WHAT YOU NEED TO DO: Reproduce, without any change, the span of lines from the opening of the records below to the line containing "modes for output", inclusive.

[Stored data]
■ ■ ■

//! # Output Formatting
//!
//! Provides formatted output functions with colors, emojis, and consistent
//! styling for user-facing messages and terminal output.

use owo_colors::OwoColorize;

/// Enum representing different color modes for output
#[derive(clap::ValueEnum, Debug, Clone, Copy, PartialEq, Eq)]
pub enum ColorMode {
  /// Enable colored output
  Yes,
  /// Enable colored output (alias for Yes)
  Always,
  /// Automatically detect if colors should be used based on terminal
  /// capabilities
  Auto,
  /// Disable colored output
  No,
  /// Disable colored output (alias for No)
  Never,
}

impl ColorMode {
  /// Apply this mode as the global owo-colors override
  pub fn apply(self) {
    match self {
      ColorMode::Always | ColorMode::Yes => owo_colors::set_override(true),
      ColorMode::Never | ColorMode::No => owo_colors::set_override(false),
      // Let owo-colors detect the terminal
      ColorMode::Auto => {}
    }
  }
}

/// Helper function to safely get an emoji or fallback to a default character
pub fn get_emoji_or_default(name: &str, default: &str) -> String {
  match emojis::get_by_shortcode(name) {
    Some(emoji) => emoji.to_string(),
    None => default.to_string(),
  }
}

/// Print a success message
pub fn print_success(message: &str) {
  let check = get_emoji_or_default("check_mark", "✓");
  println!("{} {}", check.green().bold(), message);
}

/// Print an error message
pub fn print_error(message: &str) {
  let cross = get_emoji_or_default("cross_mark", "✗");
  eprintln!("{} {}", cross.red().bold(), message);
}

/// Print a warning message
pub fn print_warning(message: &str) {
  let warning = get_emoji_or_default("warning", "⚠");
  println!("{} {}", warning.yellow().bold(), message);
}

/// Print an info message
pub fn print_info(message: &str) {
  let info = get_emoji_or_default("information", "ℹ");
  println!("{} {}", info.blue().bold(), message);
}

/// Print a section header
pub fn print_header(header: &str) {
  println!("\n{}", header.blue().bold());
}

/// Format an issue or project key
pub fn format_key(key: &str) -> String {
  key.bright_blue().bold().to_string()
}

/// Format a URL
pub fn format_url(url: &str) -> String {
  url.underline().to_string()
}

/// Format a command or command example
pub fn format_command(cmd: &str) -> String {
  cmd.purple().to_string()
}

/// Format a workflow status by its usual category
pub fn format_status(status: &str) -> String {
  match status.to_ascii_lowercase().as_str() {
    "done" | "closed" | "resolved" => status.green().to_string(),
    "in progress" | "in review" | "active" => status.yellow().to_string(),
    "blocked" => status.red().to_string(),
    "to do" | "open" | "backlog" | "future" => status.blue().to_string(),
    _ => status.to_string(),
  }
}

/// Format a sprint state (`future`, `active` or `closed`)
pub fn format_sprint_state(state: &str) -> String {
  match state {
    "active" => state.green().to_string(),
    "future" => state.blue().to_string(),
    "closed" => state.bright_black().to_string(),
    _ => state.to_string(),
  }
}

■ ■ ■

OUTPUT OF THE EXERCISE:
//! # Output Formatting
//!
//! Provides formatted output functions with colors, emojis, and consistent
//! styling for user-facing messages and terminal output.

use owo_colors::OwoColorize;

/// Enum representing different color modes for output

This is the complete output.